Home Front Page Game-changer: Super-material Graphene has surprising uses even when ‘defective’

Game-changer: Super-material Graphene has surprising uses even when ‘defective’

Graphene: it’s the atom-thin material that scientists believe has a ton of potential with its incredible strength and conductive properties. But it has a problem: it’s difficult to create perfect, unbroken sheets of graphene — however, scientists have found that even “defective” graphene can be incredibly useful.

A graphene sheet can lose a lot of its strength with even the smallest imperfections, but if those imperfections are sized right, they can also make the sheet porous, allowing tiny protons to pass through or even large things like water pollutants, according to an NBC News report.

Protons can be moved from one side to the other without allowing any of the molecules they come from to get through, according to the report, which could pave the way for fuel cells that pull power from hydrogen much faster than anything available today. And larger holes could sift out toxins and viruses from water.

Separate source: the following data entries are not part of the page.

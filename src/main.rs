use std::fs;
use std::io::{self, Read};
use std::path::PathBuf;

use chatmark::chat::ChatHistory;
use chatmark::renderer::HtmlRenderer;
use chatmark::{Config, Result};
use clap::Parser;
use tracing_subscriber::EnvFilter;

#[derive(Parser)]
#[command(name = "chatmark", version)]
#[command(about = "Render chat markdown to HTML")]
struct Cli {
    /// Input file (reads stdin when omitted)
    input: Option<PathBuf>,

    /// Treat the input as a JSON chat history and render every message
    #[arg(long)]
    history: bool,

    /// TOML config file
    #[arg(short, long, default_value = "chatmark.toml")]
    config: PathBuf,

    /// Log pipeline stages to stderr
    #[arg(short, long)]
    verbose: bool,
}

fn main() {
    let cli = Cli::parse();

    // --verbose enables DEBUG, otherwise use RUST_LOG or default to WARN
    let filter = if cli.verbose {
        EnvFilter::new("debug")
    } else {
        EnvFilter::try_from_default_env().unwrap_or_else(|_| EnvFilter::new("warn"))
    };
    tracing_subscriber::fmt()
        .with_env_filter(filter)
        .with_writer(io::stderr)
        .init();

    match run(&cli) {
        Ok(html) => print!("{html}"),
        Err(e) => {
            eprintln!("Error: {e}");
            std::process::exit(1);
        }
    }
}

fn run(cli: &Cli) -> Result<String> {
    let config = Config::load(&cli.config)?;
    let renderer = HtmlRenderer::with_options(config.render);

    let input = match &cli.input {
        Some(path) => fs::read_to_string(path)?,
        None => {
            let mut input = String::new();
            io::stdin().read_to_string(&mut input)?;
            input
        }
    };

    if !cli.history {
        return Ok(chatmark::render_with(Some(&input), &renderer));
    }

    let history = ChatHistory::from_json(&input)?;
    Ok(history
        .render(&renderer)
        .into_iter()
        .map(|message| {
            format!(
                "<div class=\"message {}-message\">{}</div>\n",
                message.sender.as_str(),
                message.html
            )
        })
        .collect())
}
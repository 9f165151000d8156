//! TOML configuration for the HTML output.

use serde::Deserialize;
use std::fs;
use std::io::ErrorKind;
use std::path::Path;

use crate::error::Result;

#[derive(Debug, Clone, PartialEq, Deserialize, Default)]
#[serde(default)]
pub struct Config {
    pub render: RenderOptions,
}

/// Markup hooks the chat UI styles against.
#[derive(Debug, Clone, PartialEq, Deserialize)]
#[serde(default)]
pub struct RenderOptions {
    /// Class on the `<div>` wrapping a fenced code block
    pub code_block_class: String,
    /// Class on inline `<code>` elements
    pub inline_code_class: String,
    /// Prefix for a fence's language tag, e.g. `language-rust`
    pub language_class_prefix: String,
    /// Open links in a new browsing context with opener and referrer isolation
    pub links_in_new_tab: bool,
}

impl Default for RenderOptions {
    fn default() -> Self {
        Self {
            code_block_class: "code-block".to_string(),
            inline_code_class: "inline-code".to_string(),
            language_class_prefix: "language-".to_string(),
            links_in_new_tab: true,
        }
    }
}

impl Config {
    /// Load config from a TOML file, or return defaults if it does not exist.
    pub fn load(path: &Path) -> Result<Self> {
        match fs::read_to_string(path) {
            Ok(content) => {
                let config: Self = toml::from_str(&content)?;
                tracing::debug!(path = %path.display(), "loaded config");
                Ok(config)
            }
            Err(e) if e.kind() == ErrorKind::NotFound => {
                tracing::debug!(path = %path.display(), "no config file, using defaults");
                Ok(Self::default())
            }
            Err(e) => Err(e.into()),
        }
    }
}

#[cfg(test)]
mod tests {
    use super::*;
    use crate::error::Error;
    use pretty_assertions::assert_eq;
    use std::io::Write;

    #[test]
    fn test_missing_file_gives_defaults() {
        let dir = tempfile::tempdir().unwrap();
        let config = Config::load(&dir.path().join("absent.toml")).unwrap();
        assert_eq!(config, Config::default());
    }

    #[test]
    fn test_partial_table_keeps_other_defaults() {
        let mut file = tempfile::NamedTempFile::new().unwrap();
        writeln!(file, "[render]\ninline_code_class = \"mono\"\nlinks_in_new_tab = false").unwrap();

        let config = Config::load(file.path()).unwrap();
        assert_eq!(config.render.inline_code_class, "mono");
        assert!(!config.render.links_in_new_tab);
        assert_eq!(config.render.code_block_class, "code-block");
        assert_eq!(config.render.language_class_prefix, "language-");
    }

    #[test]
    fn test_malformed_file_is_an_error() {
        let mut file = tempfile::NamedTempFile::new().unwrap();
        writeln!(file, "[render\ncode_block_class = 3").unwrap();

        let err = Config::load(file.path()).unwrap_err();
        assert!(matches!(err, Error::Config(_)), "unexpected error: {err}");
    }
}
/// Whether the URL starts with a scheme that must never become an anchor.
/// Whitespace and control characters are ignored, and only enough of the
/// URL to cover the longest scheme is read.
fn is_blocked_destination(url: &[Token], spans: &ProtectedSpans) -> bool {
    let longest = BLOCKED_SCHEMES.iter().map(|scheme| scheme.len()).max().unwrap_or(0);
    let mut prefix = String::new();
    for token in url {
        if prefix.len() >= longest {
            break;
        }
        let text = source_text(std::slice::from_ref(token), spans);
        prefix.extend(
            text.chars()
                .filter(|c| !c.is_ascii_whitespace() && !c.is_ascii_control()),
        );
    }
    let prefix = prefix.to_ascii_lowercase();
    BLOCKED_SCHEMES
        .iter()
        .any(|scheme| prefix.starts_with(scheme))
}

/// Reconstruct the markdown a token run was parsed from.
fn source_text(tokens: &[Token], spans: &ProtectedSpans) -> String {
    let mut text = String::new();
    for token in tokens {
        match token {
            Token::Char(c) => text.push(*c),
            Token::Code(id) => {
                text.push('`');
                text.push_str(spans.code_literal(*id));
                text.push('`');
            }
            Token::Span(span) => {
                let inner = source_text(&span.children, spans);
                match &span.kind {
                    SpanKind::Strong(marker) => {
                        let delimiter = marker.to_string().repeat(2);
                        text.push_str(&delimiter);
                        text.push_str(&inner);
                        text.push_str(&delimiter);
                    }
                    SpanKind::Emphasis(marker) => {
                        text.push(*marker);
                        text.push_str(&inner);
                        text.push(*marker);
                    }
                    SpanKind::Link(destination) => {
                        text.push('[');
                        text.push_str(&inner);
                        text.push_str("](");
                        text.push_str(destination);
                        text.push(')');
                    }
                }
            }
        }
    }
    text
}

fn into_nodes(tokens: Vec<Token>, spans: &ProtectedSpans) -> Vec<Node> {
    let mut nodes = Vec::new();
    let mut text = String::new();

    for token in tokens {
        let node = match token {
            Token::Char('\n') => Node::LineBreak,
            Token::Char(c) => {
                text.push(c);
                continue;
            }
            Token::Code(id) => spans.restore_code(id),
            Token::Span(span) => {
                let children = into_nodes(span.children, spans);
                match span.kind {
                    SpanKind::Strong(_) => Node::Strong(children),
                    SpanKind::Emphasis(_) => Node::Emphasis(children),
                    SpanKind::Link(destination) => Node::Link {
                        destination,
                        children,
                    },
                }
            }
        };
        if !text.is_empty() {
            nodes.push(Node::Text(std::mem::take(&mut text)));
        }
        nodes.push(node);
    }

    if !text.is_empty() {
        nodes.push(Node::Text(text));
    }
    nodes
}

#[cfg(test)]
mod tests {
    use super::*;
    use crate::protect::extract;
    use pretty_assertions::assert_eq;

    fn inline(source: &str) -> Vec<Node> {
        let (pieces, spans) = extract(source);
        parse_inline(&pieces, &spans)
    }

    fn text(s: &str) -> Node {
        Node::Text(s.to_string())
    }

    #[test]
    fn test_plain_text() {
        assert_eq!(inline("just words"), vec![text("just words")]);
    }

    #[test]
    fn test_bold_is_one_strong_node() {
        assert_eq!(inline("**bold**"), vec![Node::Strong(vec![text("bold")])]);
        assert_eq!(inline("__bold__"), vec![Node::Strong(vec![text("bold")])]);
    }

    #[test]
    fn test_italic() {
        assert_eq!(
            inline("an *em* and _em_"),
            vec![
                text("an "),
                Node::Emphasis(vec![text("em")]),
                text(" and "),
                Node::Emphasis(vec![text("em")]),
            ]
        );
    }

    #[test]
    fn test_italic_may_wrap_bold() {
        assert_eq!(
            inline("*a **b** c*"),
            vec![Node::Emphasis(vec![
                text("a "),
                Node::Strong(vec![text("b")]),
                text(" c"),
            ])]
        );
    }

    #[test]
    fn test_underscore_italic_inside_star_bold() {
        assert_eq!(
            inline("**a _b_ c**"),
            vec![Node::Strong(vec![
                text("a "),
                Node::Emphasis(vec![text("b")]),
                text(" c"),
            ])]
        );
    }

    #[test]
    fn test_unmatched_markers_stay_literal() {
        assert_eq!(inline("**open and half"), vec![text("**open and half")]);
        assert_eq!(inline("a * b"), vec![text("a * b")]);
    }

    #[test]
    fn test_emphasis_cannot_cross_newline() {
        assert_eq!(
            inline("*a\nb*"),
            vec![text("*a"), Node::LineBreak, text("b*")]
        );
    }

    #[test]
    fn test_bold_may_contain_code() {
        assert_eq!(
            inline("**see `x*y`**"),
            vec![Node::Strong(vec![text("see "), Node::Code("x*y".to_string())])]
        );
    }

    #[test]
    fn test_link() {
        assert_eq!(
            inline("go [home](https://example.com) now"),
            vec![
                text("go "),
                Node::Link {
                    destination: "https://example.com".to_string(),
                    children: vec![text("home")],
                },
                text(" now"),
            ]
        );
    }

    #[test]
    fn test_link_label_keeps_emphasis() {
        assert_eq!(
            inline("[**docs**](/d)"),
            vec![Node::Link {
                destination: "/d".to_string(),
                children: vec![Node::Strong(vec![text("docs")])],
            }]
        );
    }

    #[test]
    fn test_link_url_survives_underscores() {
        assert_eq!(
            inline("[page](https://x.org/some_page_name)"),
            vec![Node::Link {
                destination: "https://x.org/some_page_name".to_string(),
                children: vec![text("page")],
            }]
        );
    }

    #[test]
    fn test_underscores_in_label_and_url_keep_link() {
        assert_eq!(
            inline("[my_file docs](https://x.com/my_file)"),
            vec![Node::Link {
                destination: "https://x.com/my_file".to_string(),
                children: vec![text("my_file docs")],
            }]
        );
    }

    #[test]
    fn test_emphasis_cannot_leave_link_url() {
        assert_eq!(
            inline("[a](http://x.com/a*b) and *c*"),
            vec![
                Node::Link {
                    destination: "http://x.com/a*b".to_string(),
                    children: vec![text("a")],
                },
                text(" and "),
                Node::Emphasis(vec![text("c")]),
            ]
        );
    }

    #[test]
    fn test_emphasis_may_wrap_whole_link() {
        assert_eq!(
            inline("*see [docs](/d)*"),
            vec![Node::Emphasis(vec![
                text("see "),
                Node::Link {
                    destination: "/d".to_string(),
                    children: vec![text("docs")],
                },
            ])]
        );
    }

    #[test]
    fn test_unclosed_brackets_stay_literal() {
        let source = "[".repeat(2_000);
        assert_eq!(inline(&source), vec![text(&source)]);
        let source = format!("{})", "[a](javascript:".repeat(500));
        assert_eq!(inline(&source), vec![text(&source)]);
    }

    #[test]
    fn test_script_link_stays_text() {
        assert_eq!(
            inline("[click](javascript:alert(1))"),
            vec![text("[click](javascript:alert(1))")]
        );
        assert_eq!(
            inline("[x](  JavaScript:void)"),
            vec![text("[x](  JavaScript:void)")]
        );
    }

    #[test]
    fn test_incomplete_link_is_literal() {
        assert_eq!(inline("[label] (url)"), vec![text("[label] (url)")]);
        assert_eq!(inline("[](url)"), vec![text("[](url)")]);
    }
}
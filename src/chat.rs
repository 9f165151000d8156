//! Chat records exchanged with the transport and kept in history.
//!
//! History is a caller-owned value: the renderer never reads or writes
//! storage, it is handed entries and returns HTML for them.

use serde::{Deserialize, Serialize};

use crate::ast::Node;
use crate::error::{Error, Result};
use crate::renderer::HtmlRenderer;

/// Shown in place of the text when a user sends only an image
const IMAGE_ONLY_HTML: &str = "<p><em>Sent an image</em></p>";

/// Body sent to the chat endpoint.
#[derive(Debug, Clone, PartialEq, Serialize, Deserialize)]
pub struct ChatRequest {
    pub message: String,
    pub session_id: String,
    pub user_id: String,
    /// Base64 image payload, without a data URL prefix
    #[serde(default, skip_serializing_if = "Option::is_none")]
    pub image: Option<String>,
}

impl ChatRequest {
    /// A request needs either non-blank text or an attached image.
    pub fn validate(&self) -> Result<()> {
        if self.message.trim().is_empty() && self.image.is_none() {
            return Err(Error::EmptyMessage);
        }
        Ok(())
    }
}

/// Body returned by the chat endpoint. Only `response` is rendered.
#[derive(Debug, Clone, PartialEq, Serialize, Deserialize)]
pub struct ChatResponse {
    pub response: String,
    #[serde(default, skip_serializing_if = "Option::is_none")]
    pub session_id: Option<String>,
    #[serde(default, skip_serializing_if = "Option::is_none")]
    pub timestamp: Option<String>,
}

impl ChatResponse {
    pub fn render(&self, renderer: &HtmlRenderer) -> String {
        crate::render_with(Some(self.response.as_str()), renderer)
    }
}

#[derive(Debug, Clone, Copy, PartialEq, Eq, Serialize, Deserialize)]
#[serde(rename_all = "lowercase")]
pub enum Sender {
    User,
    Bot,
}

impl Sender {
    pub fn as_str(self) -> &'static str {
        match self {
            Sender::User => "user",
            Sender::Bot => "bot",
        }
    }
}

#[derive(Debug, Clone, PartialEq, Serialize, Deserialize)]
pub struct HistoryEntry {
    #[serde(rename = "type")]
    pub sender: Sender,
    pub text: String,
    #[serde(default, skip_serializing_if = "Option::is_none")]
    pub image: Option<String>,
    #[serde(default, skip_serializing_if = "Option::is_none")]
    pub timestamp: Option<String>,
}

impl HistoryEntry {
    /// Render this entry. Bot text is markdown; user text is shown verbatim.
    pub fn render(&self, renderer: &HtmlRenderer) -> String {
        match self.sender {
            Sender::Bot => crate::render_with(Some(self.text.as_str()), renderer),
            Sender::User if self.text.is_empty() && self.image.is_some() => {
                IMAGE_ONLY_HTML.to_string()
            }
            Sender::User => {
                renderer.render(&Node::Paragraph(vec![Node::Text(self.text.clone())]))
            }
        }
    }
}

#[derive(Debug, Clone, PartialEq, Serialize, Deserialize)]
pub struct RenderedMessage {
    pub sender: Sender,
    pub html: String,
}

/// Ordered chat transcript, oldest first.
#[derive(Debug, Clone, Default, PartialEq, Serialize, Deserialize)]
#[serde(transparent)]
pub struct ChatHistory {
    entries: Vec<HistoryEntry>,
}

impl ChatHistory {
    pub fn new() -> Self {
        Self::default()
    }

    /// Parse a history stored as a JSON array of entries.
    pub fn from_json(json: &str) -> Result<Self> {
        let history: Self = serde_json::from_str(json)?;
        tracing::debug!(entries = history.len(), "loaded chat history");
        Ok(history)
    }

    pub fn to_json(&self) -> Result<String> {
        Ok(serde_json::to_string(self)?)
    }

    pub fn push_user(
        &mut self,
        text: impl Into<String>,
        image: Option<String>,
        timestamp: Option<String>,
    ) {
        self.entries.push(HistoryEntry {
            sender: Sender::User,
            text: text.into(),
            image,
            timestamp,
        });
    }

    pub fn push_bot(&mut self, text: impl Into<String>, timestamp: Option<String>) {
        self.entries.push(HistoryEntry {
            sender: Sender::Bot,
            text: text.into(),
            image: None,
            timestamp,
        });
    }

    pub fn clear(&mut self) {
        self.entries.clear();
    }

    pub fn len(&self) -> usize {
        self.entries.len()
    }

    pub fn is_empty(&self) -> bool {
        self.entries.is_empty()
    }

    pub fn entries(&self) -> &[HistoryEntry] {
        &self.entries
    }

    /// Render every entry in order, one renderer call per entry.
    pub fn render(&self, renderer: &HtmlRenderer) -> Vec<RenderedMessage> {
        self.entries
            .iter()
            .map(|entry| RenderedMessage {
                sender: entry.sender,
                html: entry.render(renderer),
            })
            .collect()
    }
}

#[cfg(test)]
mod tests {
    use super::*;
    use pretty_assertions::assert_eq;

    fn request(message: &str, image: Option<&str>) -> ChatRequest {
        ChatRequest {
            message: message.to_string(),
            session_id: "chat_1_abc".to_string(),
            user_id: "me@example.com".to_string(),
            image: image.map(str::to_string),
        }
    }

    #[test]
    fn test_request_needs_text_or_image() {
        assert!(request("hi", None).validate().is_ok());
        assert!(request("", Some("aGk=")).validate().is_ok());
        assert!(matches!(
            request("   ", None).validate(),
            Err(Error::EmptyMessage)
        ));
    }

    #[test]
    fn test_request_omits_missing_image() {
        let json = serde_json::to_string(&request("hi", None)).unwrap();
        assert_eq!(
            json,
            r#"{"message":"hi","session_id":"chat_1_abc","user_id":"me@example.com"}"#
        );
    }

    #[test]
    fn test_response_renders_markdown() {
        let response: ChatResponse = serde_json::from_str(
            r#"{"response":"**hi**","session_id":"s","timestamp":"2024-01-01T00:00:00"}"#,
        )
        .unwrap();
        assert_eq!(
            response.render(&HtmlRenderer::new()),
            "<p><strong>hi</strong></p>"
        );
    }

    #[test]
    fn test_history_json_uses_type_field() {
        let json = r##"[
            {"type":"user","text":"hello"},
            {"type":"bot","text":"# Hi","timestamp":"2024-01-01T00:00:00Z"}
        ]"##;
        let history = ChatHistory::from_json(json).unwrap();
        assert_eq!(history.len(), 2);
        assert_eq!(history.entries()[0].sender, Sender::User);
        assert_eq!(
            history.to_json().unwrap(),
            r##"[{"type":"user","text":"hello"},{"type":"bot","text":"# Hi","timestamp":"2024-01-01T00:00:00Z"}]"##
        );
    }

    #[test]
    fn test_invalid_history_is_an_error() {
        let err = ChatHistory::from_json(r#"[{"type":"robot","text":"x"}]"#).unwrap_err();
        assert!(matches!(err, Error::Json(_)));
    }

    #[test]
    fn test_user_text_is_never_markdown() {
        let mut history = ChatHistory::new();
        history.push_user("**not bold** <script>", None, None);
        let rendered = history.render(&HtmlRenderer::new());
        assert_eq!(
            rendered,
            vec![RenderedMessage {
                sender: Sender::User,
                html: "<p>**not bold** &lt;script&gt;</p>".to_string(),
            }]
        );
    }

    #[test]
    fn test_image_only_message() {
        let mut history = ChatHistory::new();
        history.push_user("", Some("aGk=".to_string()), None);
        assert_eq!(
            history.render(&HtmlRenderer::new())[0].html,
            "<p><em>Sent an image</em></p>"
        );
    }

    #[test]
    fn test_render_keeps_order_and_clear_empties() {
        let mut history = ChatHistory::new();
        history.push_user("q", None, None);
        history.push_bot("- a\n- b", None);
        history.push_user("thanks", None, None);

        let rendered = history.render(&HtmlRenderer::new());
        let senders: Vec<Sender> = rendered.iter().map(|m| m.sender).collect();
        assert_eq!(senders, vec![Sender::User, Sender::Bot, Sender::User]);
        assert_eq!(rendered[1].html, "<ul><li>a</li><li>b</li></ul>");

        history.clear();
        assert!(history.is_empty());
    }

    #[test]
    fn test_empty_bot_text_renders_nothing() {
        let mut history = ChatHistory::new();
        history.push_bot("", None);
        assert_eq!(history.render(&HtmlRenderer::new())[0].html, "");
    }
}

The study, performed by Franz Geiger of Northwestern University, was published in Nature Communications.

There still isn’t enough graphene to satisfy demand due to the difficulty in producing the substance, but the study shows that graphene can be very useful, even in scrap or powder form.

Graphene is an allotrope of carbon that creates a two-dimensional, hexagonal lattice at the atomic scale, and is the basic structural elements of substances such as graphite and charcoal. It is a whopping 100 times stronger than steel by weight, and it conducts electricity and heat better than copper. It is also nearly transparent.

It was first produced in a lab on a measurable scale in 2003, and its properties immediately interested scientists. Two scientists at the University of Manchester wont he Nobel Prize in Physics in 2010 after conducting experiments with graphene.

Already, the global market for graphene was $9 million in 2014, where it has been sold for use in semiconductors, electronics, and composites.